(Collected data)
───

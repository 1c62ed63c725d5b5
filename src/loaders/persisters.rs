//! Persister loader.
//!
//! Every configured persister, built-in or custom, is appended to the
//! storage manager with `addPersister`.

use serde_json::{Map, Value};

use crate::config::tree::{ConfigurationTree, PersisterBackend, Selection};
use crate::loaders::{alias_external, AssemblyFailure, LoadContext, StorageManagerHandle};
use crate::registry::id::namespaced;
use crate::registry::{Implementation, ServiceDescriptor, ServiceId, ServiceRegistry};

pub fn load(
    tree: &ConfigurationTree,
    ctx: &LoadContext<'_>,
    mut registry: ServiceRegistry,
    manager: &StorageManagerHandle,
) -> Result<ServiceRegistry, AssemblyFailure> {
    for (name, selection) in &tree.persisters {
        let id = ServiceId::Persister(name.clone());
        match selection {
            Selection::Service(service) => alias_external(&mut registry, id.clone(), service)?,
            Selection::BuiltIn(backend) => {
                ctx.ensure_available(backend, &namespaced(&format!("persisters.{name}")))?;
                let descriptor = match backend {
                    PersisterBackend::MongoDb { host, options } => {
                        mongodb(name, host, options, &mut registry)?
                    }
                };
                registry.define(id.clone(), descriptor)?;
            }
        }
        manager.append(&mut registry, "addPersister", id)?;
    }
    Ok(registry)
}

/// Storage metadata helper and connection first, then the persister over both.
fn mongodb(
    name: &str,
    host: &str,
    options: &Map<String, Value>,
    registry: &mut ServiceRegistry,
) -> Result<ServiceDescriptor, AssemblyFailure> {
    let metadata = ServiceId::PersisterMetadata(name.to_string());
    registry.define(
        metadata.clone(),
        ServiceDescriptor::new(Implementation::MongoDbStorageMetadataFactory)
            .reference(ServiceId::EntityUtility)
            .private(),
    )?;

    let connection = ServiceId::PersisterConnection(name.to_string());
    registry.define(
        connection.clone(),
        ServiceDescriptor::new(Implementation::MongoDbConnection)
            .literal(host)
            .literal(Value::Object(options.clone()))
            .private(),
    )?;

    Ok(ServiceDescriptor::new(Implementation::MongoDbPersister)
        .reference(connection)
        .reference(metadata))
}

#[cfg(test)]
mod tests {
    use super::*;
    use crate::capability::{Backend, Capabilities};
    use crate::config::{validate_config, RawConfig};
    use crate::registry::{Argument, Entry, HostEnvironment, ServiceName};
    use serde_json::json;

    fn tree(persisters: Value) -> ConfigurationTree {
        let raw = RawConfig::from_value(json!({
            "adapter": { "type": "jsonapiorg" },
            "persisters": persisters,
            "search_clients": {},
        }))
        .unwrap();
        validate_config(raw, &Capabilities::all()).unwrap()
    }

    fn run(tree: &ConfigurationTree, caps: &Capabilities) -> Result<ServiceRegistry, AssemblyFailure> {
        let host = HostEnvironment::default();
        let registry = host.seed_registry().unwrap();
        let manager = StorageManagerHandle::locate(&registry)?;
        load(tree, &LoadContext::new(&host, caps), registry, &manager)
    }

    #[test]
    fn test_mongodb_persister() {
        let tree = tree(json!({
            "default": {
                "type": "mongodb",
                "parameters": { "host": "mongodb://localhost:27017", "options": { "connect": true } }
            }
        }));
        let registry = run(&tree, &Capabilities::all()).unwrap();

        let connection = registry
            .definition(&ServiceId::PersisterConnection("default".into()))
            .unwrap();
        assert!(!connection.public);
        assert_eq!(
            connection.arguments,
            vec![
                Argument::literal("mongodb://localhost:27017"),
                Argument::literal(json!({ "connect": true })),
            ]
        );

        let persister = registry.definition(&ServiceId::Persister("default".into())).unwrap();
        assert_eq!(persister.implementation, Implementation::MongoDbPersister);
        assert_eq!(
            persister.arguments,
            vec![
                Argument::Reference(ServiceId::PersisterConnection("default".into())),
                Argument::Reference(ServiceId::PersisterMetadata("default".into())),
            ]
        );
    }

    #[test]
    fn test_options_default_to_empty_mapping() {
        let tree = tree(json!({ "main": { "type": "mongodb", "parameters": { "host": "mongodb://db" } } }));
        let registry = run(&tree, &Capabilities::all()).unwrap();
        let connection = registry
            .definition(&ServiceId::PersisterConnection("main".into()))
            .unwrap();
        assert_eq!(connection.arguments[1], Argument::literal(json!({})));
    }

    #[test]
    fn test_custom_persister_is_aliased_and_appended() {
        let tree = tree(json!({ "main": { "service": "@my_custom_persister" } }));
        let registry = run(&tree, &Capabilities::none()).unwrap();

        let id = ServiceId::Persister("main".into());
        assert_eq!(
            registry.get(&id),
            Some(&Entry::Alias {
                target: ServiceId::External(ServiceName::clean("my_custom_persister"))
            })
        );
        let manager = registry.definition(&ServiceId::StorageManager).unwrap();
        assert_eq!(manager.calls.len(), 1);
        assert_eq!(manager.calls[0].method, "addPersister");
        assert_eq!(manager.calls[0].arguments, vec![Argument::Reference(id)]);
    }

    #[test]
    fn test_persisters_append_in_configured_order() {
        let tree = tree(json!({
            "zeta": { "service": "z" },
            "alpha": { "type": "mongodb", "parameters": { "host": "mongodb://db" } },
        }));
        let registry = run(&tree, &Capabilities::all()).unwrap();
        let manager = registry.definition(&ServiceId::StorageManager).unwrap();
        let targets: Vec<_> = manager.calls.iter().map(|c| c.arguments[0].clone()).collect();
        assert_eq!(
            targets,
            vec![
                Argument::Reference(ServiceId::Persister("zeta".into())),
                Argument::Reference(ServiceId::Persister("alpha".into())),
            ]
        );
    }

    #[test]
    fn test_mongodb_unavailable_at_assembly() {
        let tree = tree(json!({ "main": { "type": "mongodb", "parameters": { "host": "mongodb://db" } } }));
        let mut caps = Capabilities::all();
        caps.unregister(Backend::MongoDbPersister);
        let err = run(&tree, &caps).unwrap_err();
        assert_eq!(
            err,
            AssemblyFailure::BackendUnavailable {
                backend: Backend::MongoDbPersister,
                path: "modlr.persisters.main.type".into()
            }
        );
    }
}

───

### Task objective
Taking every line of the records above into account, tally those that contain "PersisterMetadata" and give only the total.

### Exercise output
2